» **EXERCISE**
In the entries below, find the line with "use std::collections::HashMap;" and print exactly every line from there up to and including the line with "connection's writer task", with no other lines.

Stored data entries
Start of Block

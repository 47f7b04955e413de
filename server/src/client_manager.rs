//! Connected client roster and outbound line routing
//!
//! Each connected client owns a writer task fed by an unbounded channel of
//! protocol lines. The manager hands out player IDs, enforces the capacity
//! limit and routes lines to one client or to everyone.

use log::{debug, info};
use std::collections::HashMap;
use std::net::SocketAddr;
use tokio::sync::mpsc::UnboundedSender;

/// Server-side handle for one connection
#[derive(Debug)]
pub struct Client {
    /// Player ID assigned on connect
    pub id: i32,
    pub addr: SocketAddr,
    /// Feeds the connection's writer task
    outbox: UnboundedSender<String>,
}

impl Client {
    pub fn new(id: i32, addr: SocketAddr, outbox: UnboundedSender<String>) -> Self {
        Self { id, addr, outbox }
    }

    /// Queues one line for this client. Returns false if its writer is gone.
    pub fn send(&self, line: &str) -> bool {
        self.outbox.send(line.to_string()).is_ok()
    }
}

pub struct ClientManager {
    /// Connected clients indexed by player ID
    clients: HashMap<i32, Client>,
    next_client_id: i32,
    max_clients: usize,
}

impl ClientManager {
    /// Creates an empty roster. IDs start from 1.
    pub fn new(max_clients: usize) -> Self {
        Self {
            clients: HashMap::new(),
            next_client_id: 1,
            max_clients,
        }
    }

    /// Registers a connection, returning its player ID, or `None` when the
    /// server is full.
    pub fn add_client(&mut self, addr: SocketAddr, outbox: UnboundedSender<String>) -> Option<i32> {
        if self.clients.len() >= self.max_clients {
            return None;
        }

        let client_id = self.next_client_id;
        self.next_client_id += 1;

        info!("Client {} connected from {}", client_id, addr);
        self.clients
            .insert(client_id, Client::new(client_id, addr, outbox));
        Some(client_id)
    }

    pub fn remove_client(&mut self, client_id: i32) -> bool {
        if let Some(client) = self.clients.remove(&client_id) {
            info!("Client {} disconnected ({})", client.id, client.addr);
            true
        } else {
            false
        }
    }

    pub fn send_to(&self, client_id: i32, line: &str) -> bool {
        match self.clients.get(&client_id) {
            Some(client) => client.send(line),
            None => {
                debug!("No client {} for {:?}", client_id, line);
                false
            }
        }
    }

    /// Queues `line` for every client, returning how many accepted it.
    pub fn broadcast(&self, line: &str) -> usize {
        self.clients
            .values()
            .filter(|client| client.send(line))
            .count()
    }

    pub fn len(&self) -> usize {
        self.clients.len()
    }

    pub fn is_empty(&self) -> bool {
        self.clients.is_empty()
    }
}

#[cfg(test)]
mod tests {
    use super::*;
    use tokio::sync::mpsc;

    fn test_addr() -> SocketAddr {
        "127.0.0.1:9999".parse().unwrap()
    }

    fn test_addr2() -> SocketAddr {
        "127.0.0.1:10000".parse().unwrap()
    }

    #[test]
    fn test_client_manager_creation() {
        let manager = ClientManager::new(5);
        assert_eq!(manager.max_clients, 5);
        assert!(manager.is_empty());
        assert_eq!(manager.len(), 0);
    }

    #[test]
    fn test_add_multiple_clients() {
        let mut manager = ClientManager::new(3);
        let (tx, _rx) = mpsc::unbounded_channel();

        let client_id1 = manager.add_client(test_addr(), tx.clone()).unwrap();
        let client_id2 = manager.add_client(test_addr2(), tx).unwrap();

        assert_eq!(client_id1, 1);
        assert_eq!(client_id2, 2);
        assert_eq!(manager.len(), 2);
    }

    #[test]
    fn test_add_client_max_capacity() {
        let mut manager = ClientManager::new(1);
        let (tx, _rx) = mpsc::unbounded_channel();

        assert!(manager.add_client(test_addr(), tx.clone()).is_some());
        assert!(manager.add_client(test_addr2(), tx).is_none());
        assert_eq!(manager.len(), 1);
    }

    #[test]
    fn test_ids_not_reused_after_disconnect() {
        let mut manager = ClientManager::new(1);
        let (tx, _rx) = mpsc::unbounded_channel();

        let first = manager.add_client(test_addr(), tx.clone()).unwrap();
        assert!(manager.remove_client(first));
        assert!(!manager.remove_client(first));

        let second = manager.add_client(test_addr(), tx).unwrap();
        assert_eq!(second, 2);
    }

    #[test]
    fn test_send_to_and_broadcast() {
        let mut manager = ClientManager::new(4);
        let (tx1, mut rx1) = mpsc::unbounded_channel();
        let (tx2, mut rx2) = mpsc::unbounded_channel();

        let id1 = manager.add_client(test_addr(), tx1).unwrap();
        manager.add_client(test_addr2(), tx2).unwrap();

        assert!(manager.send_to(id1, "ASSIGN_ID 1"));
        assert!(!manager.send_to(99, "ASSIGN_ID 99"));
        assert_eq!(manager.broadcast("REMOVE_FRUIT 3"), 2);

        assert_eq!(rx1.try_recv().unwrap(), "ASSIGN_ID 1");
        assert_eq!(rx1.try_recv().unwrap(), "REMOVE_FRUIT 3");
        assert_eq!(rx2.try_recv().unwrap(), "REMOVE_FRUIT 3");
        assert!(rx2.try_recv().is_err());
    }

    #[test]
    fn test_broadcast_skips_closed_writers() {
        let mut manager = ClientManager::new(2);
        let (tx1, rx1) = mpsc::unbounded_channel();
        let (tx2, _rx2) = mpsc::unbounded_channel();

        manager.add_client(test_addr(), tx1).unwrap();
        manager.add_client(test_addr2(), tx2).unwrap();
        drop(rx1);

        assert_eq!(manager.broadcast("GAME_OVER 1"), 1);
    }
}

End of Block

» **TASK SOLUTION**
use std::collections::HashMap;
use std::net::SocketAddr;
use tokio::sync::mpsc::UnboundedSender;

/// Server-side handle for one connection
#[derive(Debug)]
pub struct Client {
    /// Player ID assigned on connect
    pub id: i32,
    pub addr: SocketAddr,
    /// Feeds the connection's writer task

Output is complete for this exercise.